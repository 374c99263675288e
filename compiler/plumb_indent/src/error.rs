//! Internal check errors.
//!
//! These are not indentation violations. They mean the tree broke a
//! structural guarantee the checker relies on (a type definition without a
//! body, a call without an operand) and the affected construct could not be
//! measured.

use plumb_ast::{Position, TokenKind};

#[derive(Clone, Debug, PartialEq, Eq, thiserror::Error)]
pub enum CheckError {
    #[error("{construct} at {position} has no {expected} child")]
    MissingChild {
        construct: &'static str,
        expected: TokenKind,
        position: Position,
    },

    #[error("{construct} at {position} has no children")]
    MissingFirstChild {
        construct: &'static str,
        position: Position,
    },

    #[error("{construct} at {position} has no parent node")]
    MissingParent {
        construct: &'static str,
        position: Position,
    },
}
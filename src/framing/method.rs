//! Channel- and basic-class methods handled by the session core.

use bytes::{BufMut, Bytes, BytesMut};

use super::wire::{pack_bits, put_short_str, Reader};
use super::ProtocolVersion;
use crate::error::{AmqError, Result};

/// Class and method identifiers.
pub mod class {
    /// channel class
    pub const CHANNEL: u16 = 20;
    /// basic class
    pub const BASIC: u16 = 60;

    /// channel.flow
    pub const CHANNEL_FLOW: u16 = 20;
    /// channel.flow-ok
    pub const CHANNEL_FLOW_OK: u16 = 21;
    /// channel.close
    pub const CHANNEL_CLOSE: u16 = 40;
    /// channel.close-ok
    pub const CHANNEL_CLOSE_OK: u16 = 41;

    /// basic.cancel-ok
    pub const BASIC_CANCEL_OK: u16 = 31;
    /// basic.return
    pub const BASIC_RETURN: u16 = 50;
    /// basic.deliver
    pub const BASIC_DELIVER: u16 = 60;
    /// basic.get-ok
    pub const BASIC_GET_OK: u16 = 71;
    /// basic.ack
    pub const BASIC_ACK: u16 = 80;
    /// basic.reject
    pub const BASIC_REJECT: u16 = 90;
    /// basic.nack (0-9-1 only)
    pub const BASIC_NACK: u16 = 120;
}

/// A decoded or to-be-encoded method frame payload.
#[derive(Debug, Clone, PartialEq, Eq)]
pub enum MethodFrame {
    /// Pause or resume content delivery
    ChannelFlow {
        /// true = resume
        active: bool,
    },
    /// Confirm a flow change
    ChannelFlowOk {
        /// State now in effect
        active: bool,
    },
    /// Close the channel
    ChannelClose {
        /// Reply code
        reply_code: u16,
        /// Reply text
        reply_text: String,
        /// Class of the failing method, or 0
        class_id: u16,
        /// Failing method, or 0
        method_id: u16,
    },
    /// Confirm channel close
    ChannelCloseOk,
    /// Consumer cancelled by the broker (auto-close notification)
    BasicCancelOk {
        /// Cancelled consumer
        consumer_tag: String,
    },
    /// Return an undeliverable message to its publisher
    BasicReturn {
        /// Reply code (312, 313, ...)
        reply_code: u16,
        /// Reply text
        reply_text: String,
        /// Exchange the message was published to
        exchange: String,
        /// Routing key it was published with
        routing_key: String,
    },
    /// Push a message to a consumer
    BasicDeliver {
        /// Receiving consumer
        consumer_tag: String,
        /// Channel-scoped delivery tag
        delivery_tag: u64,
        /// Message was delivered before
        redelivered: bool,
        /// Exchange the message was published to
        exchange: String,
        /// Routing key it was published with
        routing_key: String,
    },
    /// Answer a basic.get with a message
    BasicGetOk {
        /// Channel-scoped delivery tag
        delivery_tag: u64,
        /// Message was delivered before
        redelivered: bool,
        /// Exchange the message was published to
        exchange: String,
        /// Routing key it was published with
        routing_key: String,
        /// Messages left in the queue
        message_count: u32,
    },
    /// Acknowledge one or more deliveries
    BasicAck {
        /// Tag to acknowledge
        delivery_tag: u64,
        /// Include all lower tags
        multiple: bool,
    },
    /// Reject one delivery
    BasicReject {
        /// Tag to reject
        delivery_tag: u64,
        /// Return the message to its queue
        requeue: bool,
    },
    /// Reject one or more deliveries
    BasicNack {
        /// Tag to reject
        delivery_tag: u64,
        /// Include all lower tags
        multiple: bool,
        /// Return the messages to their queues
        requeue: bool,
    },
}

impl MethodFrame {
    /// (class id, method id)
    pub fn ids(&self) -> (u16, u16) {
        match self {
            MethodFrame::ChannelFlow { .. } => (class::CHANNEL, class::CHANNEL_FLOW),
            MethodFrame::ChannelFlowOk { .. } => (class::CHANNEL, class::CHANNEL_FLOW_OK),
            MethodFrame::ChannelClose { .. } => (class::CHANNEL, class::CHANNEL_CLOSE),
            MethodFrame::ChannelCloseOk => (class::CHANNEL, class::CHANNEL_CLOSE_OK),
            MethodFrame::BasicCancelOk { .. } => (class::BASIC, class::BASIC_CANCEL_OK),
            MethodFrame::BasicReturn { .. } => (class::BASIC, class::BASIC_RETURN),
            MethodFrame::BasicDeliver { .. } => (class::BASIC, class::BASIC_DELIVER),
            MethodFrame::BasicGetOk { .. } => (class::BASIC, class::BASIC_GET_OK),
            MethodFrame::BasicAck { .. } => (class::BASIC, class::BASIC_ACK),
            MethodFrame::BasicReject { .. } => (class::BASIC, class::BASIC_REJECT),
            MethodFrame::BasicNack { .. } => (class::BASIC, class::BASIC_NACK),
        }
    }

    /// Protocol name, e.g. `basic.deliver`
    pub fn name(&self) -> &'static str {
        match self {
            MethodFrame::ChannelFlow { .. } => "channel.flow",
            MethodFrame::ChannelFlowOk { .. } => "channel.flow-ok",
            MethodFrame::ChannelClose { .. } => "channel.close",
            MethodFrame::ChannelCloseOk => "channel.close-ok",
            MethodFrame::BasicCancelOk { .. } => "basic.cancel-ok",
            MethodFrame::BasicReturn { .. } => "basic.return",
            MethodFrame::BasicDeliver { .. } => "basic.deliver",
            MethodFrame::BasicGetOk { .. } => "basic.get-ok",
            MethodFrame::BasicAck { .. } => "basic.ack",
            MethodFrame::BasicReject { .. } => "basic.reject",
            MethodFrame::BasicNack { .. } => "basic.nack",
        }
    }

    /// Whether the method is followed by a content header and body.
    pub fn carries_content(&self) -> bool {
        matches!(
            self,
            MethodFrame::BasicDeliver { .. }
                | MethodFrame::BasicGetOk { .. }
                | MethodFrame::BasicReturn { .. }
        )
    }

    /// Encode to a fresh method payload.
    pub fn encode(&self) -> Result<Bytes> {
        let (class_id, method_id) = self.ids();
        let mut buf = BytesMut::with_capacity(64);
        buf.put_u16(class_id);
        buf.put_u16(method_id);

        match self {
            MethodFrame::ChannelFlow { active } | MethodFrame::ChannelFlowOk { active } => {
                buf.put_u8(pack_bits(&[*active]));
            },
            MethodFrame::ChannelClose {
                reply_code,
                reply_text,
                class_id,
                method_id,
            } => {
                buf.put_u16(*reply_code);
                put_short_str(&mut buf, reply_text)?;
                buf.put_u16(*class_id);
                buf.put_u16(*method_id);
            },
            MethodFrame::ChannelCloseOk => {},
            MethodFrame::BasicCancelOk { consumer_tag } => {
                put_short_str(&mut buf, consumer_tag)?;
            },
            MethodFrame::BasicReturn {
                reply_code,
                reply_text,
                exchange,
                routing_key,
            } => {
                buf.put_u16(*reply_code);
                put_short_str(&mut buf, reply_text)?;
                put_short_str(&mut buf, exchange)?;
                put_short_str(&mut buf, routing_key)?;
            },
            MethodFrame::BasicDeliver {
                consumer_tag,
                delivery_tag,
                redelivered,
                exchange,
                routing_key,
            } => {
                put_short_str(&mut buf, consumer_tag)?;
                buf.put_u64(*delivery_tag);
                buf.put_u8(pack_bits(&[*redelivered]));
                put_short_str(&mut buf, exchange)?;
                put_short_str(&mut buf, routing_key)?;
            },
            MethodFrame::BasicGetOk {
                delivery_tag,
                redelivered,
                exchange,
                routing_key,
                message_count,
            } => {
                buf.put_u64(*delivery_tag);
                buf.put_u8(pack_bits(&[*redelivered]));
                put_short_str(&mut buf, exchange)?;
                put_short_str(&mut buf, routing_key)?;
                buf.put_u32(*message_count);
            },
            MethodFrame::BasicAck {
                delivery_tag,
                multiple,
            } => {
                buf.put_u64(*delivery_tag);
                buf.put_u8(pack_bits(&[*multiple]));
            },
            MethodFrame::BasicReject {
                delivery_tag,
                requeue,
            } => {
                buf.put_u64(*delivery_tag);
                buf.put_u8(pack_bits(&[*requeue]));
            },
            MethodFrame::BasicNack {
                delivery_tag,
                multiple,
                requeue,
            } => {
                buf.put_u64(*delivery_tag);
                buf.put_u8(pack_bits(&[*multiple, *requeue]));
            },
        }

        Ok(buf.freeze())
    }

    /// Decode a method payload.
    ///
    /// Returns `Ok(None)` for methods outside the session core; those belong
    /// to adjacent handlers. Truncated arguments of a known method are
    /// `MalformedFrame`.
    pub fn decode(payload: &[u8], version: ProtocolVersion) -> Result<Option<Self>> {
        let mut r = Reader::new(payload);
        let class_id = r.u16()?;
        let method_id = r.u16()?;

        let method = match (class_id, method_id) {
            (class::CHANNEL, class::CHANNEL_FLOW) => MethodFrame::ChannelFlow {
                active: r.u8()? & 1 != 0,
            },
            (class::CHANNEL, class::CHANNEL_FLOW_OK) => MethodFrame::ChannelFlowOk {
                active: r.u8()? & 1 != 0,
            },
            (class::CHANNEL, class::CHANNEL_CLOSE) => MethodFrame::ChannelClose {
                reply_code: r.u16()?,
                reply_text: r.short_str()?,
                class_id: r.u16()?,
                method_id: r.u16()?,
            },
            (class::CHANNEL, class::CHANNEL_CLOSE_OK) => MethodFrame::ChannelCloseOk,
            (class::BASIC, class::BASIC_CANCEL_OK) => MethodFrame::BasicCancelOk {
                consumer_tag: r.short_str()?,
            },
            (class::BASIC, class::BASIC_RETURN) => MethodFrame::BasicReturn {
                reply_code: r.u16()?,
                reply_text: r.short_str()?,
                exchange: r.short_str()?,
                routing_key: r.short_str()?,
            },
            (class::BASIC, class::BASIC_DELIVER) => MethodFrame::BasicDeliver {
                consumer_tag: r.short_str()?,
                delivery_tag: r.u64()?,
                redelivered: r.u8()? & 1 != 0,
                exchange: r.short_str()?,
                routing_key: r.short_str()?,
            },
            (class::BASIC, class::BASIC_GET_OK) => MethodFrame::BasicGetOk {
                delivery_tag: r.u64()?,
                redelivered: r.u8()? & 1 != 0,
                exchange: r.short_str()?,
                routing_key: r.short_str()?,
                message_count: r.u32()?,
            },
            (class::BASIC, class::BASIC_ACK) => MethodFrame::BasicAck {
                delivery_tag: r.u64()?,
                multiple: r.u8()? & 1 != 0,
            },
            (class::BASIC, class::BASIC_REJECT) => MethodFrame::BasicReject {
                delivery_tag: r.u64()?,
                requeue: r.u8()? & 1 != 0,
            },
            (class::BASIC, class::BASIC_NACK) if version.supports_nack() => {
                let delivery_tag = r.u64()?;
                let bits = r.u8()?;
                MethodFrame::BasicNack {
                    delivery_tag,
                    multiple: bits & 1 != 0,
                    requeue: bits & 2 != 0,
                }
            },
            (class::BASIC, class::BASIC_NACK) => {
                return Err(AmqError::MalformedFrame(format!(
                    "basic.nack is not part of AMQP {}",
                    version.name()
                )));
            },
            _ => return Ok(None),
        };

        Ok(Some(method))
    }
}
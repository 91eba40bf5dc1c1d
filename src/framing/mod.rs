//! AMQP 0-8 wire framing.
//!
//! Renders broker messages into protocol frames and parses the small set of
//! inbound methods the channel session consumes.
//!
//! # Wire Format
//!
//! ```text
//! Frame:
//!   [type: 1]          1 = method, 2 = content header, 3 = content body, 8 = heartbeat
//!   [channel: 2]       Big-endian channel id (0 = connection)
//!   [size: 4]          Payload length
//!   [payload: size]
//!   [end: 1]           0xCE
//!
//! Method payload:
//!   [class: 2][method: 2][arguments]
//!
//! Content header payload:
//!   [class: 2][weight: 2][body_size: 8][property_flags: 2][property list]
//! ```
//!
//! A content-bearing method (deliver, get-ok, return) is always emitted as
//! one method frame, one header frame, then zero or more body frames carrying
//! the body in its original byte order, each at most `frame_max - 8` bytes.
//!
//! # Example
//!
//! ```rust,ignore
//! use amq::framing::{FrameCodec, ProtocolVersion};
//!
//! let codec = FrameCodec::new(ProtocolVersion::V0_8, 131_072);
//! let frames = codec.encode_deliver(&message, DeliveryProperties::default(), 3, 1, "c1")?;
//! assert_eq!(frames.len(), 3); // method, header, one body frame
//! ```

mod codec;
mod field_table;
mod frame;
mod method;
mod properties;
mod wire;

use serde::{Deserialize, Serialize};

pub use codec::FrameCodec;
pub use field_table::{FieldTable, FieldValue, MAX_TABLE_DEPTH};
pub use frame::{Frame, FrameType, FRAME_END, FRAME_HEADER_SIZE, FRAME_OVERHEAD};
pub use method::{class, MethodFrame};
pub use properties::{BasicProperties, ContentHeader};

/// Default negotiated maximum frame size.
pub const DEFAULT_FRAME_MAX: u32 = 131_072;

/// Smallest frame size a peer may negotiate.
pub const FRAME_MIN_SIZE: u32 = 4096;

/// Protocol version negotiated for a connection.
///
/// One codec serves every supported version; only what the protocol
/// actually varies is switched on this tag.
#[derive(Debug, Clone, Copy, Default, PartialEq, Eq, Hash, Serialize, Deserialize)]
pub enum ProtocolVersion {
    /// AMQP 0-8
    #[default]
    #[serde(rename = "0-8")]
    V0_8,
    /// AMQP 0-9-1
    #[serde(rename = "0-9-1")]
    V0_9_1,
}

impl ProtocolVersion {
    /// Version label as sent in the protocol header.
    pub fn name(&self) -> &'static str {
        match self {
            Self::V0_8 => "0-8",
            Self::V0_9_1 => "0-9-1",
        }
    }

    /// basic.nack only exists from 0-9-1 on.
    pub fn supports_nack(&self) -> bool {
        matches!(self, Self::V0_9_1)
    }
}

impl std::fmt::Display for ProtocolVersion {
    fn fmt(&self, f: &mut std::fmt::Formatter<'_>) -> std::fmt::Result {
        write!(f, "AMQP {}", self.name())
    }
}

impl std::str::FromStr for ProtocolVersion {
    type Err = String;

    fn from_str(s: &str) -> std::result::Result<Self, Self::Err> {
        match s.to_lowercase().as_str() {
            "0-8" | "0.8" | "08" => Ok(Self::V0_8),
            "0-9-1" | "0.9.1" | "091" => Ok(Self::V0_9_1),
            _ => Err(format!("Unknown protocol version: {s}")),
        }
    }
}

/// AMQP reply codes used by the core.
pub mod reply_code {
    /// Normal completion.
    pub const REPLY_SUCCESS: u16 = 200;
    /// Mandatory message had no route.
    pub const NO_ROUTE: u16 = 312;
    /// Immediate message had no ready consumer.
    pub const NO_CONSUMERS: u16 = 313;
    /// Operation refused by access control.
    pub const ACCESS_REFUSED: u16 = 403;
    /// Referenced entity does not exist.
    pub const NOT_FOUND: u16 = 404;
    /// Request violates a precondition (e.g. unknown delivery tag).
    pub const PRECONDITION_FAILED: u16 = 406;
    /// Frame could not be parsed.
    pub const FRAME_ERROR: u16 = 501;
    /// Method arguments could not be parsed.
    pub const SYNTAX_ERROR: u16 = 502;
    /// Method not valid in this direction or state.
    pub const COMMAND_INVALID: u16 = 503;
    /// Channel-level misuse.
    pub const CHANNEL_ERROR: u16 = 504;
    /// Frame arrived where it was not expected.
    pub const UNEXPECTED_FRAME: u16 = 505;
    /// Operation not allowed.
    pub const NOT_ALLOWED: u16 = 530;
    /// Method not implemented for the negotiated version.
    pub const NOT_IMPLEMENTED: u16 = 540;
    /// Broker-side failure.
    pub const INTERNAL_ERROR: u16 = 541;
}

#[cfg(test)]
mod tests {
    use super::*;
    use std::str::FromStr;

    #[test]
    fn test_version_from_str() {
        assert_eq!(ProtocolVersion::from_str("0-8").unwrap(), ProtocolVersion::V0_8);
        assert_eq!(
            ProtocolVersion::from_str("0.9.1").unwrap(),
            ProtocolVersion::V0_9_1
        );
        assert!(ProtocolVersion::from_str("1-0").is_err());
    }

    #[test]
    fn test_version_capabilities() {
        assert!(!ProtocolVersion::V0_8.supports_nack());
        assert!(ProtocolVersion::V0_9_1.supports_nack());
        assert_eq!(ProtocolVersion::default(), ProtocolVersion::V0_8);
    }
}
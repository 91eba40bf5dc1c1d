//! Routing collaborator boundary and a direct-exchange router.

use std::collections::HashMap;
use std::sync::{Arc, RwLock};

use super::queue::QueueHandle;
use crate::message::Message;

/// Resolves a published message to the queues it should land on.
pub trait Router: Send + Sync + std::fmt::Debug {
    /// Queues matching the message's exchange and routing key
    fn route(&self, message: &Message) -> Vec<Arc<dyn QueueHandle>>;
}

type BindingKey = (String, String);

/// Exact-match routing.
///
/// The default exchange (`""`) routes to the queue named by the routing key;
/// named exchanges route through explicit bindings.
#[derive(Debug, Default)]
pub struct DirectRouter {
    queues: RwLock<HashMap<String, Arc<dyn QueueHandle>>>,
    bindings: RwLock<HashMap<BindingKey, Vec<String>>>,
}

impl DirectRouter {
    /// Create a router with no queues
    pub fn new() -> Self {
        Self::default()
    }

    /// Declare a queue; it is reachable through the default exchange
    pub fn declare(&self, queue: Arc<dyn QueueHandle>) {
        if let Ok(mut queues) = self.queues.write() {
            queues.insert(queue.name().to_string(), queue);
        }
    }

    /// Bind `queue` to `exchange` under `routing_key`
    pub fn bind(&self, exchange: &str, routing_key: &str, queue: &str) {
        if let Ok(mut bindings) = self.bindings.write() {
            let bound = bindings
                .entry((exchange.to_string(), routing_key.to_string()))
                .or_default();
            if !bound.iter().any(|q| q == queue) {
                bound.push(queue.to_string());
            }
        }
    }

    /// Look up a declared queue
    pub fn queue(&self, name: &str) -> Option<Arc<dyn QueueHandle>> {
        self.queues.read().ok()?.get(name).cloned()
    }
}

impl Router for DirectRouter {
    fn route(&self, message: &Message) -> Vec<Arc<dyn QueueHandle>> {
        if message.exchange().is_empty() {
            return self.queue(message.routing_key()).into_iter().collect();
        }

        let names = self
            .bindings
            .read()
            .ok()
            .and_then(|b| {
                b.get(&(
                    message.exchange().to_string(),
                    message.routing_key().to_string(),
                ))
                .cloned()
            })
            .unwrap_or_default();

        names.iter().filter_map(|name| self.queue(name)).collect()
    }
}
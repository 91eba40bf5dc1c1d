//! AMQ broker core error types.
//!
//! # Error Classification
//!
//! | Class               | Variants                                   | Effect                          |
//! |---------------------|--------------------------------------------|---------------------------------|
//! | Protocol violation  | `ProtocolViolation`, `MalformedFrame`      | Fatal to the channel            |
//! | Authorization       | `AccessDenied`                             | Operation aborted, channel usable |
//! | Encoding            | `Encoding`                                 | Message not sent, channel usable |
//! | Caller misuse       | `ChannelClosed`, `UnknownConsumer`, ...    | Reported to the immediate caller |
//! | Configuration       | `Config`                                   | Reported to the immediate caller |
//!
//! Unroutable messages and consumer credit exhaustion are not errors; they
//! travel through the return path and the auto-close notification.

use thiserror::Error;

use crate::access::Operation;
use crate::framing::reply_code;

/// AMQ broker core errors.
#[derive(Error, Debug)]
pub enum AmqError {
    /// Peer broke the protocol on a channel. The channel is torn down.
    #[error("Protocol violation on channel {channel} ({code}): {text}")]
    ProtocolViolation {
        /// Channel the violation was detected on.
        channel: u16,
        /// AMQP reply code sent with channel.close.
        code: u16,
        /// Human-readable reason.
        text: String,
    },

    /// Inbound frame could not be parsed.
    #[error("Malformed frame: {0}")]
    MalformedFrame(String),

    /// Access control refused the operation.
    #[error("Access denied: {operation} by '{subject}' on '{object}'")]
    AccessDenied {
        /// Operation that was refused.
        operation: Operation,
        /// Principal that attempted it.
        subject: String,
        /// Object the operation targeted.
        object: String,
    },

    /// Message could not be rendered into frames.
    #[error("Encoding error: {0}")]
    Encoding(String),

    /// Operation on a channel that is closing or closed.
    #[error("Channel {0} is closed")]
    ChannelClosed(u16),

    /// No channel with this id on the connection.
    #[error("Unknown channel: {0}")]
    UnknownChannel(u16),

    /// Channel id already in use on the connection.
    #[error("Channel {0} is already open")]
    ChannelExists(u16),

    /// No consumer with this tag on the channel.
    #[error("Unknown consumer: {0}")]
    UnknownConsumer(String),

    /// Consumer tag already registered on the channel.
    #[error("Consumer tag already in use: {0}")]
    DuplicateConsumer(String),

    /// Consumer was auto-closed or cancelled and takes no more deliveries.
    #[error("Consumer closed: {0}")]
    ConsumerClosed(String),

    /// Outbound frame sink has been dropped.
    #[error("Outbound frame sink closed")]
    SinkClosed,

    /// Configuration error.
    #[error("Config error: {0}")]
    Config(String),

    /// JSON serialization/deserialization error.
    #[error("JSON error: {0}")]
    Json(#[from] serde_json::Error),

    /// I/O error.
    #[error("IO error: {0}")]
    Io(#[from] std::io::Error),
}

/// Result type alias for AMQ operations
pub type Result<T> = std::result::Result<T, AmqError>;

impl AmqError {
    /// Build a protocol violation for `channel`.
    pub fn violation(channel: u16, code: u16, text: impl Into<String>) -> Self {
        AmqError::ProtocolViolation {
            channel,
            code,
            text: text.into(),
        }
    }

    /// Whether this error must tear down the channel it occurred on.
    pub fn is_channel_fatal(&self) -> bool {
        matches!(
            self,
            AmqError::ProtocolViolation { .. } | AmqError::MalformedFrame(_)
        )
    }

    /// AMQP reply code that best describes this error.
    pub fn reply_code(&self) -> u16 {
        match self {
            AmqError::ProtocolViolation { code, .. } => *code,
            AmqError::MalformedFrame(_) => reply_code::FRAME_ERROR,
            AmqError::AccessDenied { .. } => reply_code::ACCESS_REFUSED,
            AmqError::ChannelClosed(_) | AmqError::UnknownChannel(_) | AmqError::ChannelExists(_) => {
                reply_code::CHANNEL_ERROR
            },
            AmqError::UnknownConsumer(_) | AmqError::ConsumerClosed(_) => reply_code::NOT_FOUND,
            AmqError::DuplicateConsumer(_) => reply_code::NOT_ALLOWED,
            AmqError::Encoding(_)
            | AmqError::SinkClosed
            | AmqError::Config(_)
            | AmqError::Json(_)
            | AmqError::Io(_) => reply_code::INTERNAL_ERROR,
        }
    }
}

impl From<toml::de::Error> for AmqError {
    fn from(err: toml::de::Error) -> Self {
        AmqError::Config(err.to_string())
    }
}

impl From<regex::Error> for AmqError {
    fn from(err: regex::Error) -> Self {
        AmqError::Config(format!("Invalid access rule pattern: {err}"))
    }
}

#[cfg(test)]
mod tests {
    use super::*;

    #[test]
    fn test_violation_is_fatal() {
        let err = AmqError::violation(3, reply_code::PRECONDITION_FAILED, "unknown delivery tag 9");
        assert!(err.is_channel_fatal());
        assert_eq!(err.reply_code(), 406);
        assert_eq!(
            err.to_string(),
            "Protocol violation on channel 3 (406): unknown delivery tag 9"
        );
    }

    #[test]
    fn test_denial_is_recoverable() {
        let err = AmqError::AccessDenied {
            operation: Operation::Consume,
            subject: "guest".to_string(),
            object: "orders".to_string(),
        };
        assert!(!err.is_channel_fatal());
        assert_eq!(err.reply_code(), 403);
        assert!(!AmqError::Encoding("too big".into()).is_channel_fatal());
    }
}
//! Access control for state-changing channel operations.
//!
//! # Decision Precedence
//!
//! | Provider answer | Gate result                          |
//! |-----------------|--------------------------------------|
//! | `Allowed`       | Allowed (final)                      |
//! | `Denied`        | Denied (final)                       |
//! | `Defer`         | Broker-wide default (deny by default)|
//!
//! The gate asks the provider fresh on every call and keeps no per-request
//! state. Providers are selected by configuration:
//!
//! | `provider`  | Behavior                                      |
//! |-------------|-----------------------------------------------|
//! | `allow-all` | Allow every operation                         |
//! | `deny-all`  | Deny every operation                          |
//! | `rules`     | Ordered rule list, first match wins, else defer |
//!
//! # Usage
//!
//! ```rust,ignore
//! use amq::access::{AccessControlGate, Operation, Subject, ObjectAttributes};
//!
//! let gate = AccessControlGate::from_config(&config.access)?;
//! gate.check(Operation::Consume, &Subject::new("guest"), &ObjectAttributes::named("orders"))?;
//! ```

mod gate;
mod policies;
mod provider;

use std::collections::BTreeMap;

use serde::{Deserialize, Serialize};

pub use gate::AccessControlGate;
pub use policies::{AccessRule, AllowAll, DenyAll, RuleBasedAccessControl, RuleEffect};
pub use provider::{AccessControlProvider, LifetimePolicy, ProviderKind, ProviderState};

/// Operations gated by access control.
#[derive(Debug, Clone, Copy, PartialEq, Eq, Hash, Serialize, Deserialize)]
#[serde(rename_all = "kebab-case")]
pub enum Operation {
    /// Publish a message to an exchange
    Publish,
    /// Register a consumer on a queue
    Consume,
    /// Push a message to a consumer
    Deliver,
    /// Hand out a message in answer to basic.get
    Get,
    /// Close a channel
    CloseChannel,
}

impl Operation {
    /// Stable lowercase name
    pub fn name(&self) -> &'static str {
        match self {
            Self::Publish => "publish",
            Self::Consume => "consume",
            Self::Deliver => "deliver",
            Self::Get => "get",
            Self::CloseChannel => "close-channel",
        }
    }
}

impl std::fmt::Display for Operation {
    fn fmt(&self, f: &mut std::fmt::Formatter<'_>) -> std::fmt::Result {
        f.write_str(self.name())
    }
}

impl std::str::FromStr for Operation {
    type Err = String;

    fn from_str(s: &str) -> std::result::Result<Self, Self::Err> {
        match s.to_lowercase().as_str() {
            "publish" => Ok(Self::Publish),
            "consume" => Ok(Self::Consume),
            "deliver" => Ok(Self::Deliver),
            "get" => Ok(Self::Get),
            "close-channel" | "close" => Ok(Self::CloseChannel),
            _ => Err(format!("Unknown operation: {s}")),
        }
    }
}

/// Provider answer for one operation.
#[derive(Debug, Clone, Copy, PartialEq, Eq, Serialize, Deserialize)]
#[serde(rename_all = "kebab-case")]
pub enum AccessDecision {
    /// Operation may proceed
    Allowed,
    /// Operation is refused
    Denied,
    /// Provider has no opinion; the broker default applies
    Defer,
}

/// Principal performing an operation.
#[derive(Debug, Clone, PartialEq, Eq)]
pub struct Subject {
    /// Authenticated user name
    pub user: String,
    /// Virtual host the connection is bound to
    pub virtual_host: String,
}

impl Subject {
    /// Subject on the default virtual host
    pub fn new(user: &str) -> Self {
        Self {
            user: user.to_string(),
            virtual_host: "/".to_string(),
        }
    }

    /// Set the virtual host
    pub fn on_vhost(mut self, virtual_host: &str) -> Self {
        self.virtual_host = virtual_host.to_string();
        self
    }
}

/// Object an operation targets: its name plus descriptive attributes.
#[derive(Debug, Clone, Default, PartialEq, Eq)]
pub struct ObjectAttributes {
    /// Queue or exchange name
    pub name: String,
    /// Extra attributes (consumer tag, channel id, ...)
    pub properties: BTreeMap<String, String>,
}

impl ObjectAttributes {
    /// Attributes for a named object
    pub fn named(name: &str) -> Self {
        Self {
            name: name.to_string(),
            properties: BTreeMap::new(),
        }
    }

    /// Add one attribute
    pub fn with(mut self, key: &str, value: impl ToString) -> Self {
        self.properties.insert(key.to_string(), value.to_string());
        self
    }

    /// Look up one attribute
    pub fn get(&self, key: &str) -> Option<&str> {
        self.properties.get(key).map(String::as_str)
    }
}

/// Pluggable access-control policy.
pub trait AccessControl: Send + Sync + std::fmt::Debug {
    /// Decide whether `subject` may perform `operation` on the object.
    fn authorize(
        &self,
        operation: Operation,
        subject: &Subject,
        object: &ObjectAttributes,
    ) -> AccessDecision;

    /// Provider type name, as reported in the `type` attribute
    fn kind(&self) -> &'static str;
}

····················

> [WHAT THE TASK ASKS] Return each line from the material that includes the string "BasicDeliver".

> [RESULT]
    BasicDeliver {
            MethodFrame::BasicDeliver { .. } => (class::BASIC, class::BASIC_DELIVER),
            MethodFrame::BasicDeliver { .. } => "basic.deliver",
            MethodFrame::BasicDeliver { .. }
            MethodFrame::BasicDeliver {
            (class::BASIC, class::BASIC_DELIVER) => MethodFrame::BasicDeliver {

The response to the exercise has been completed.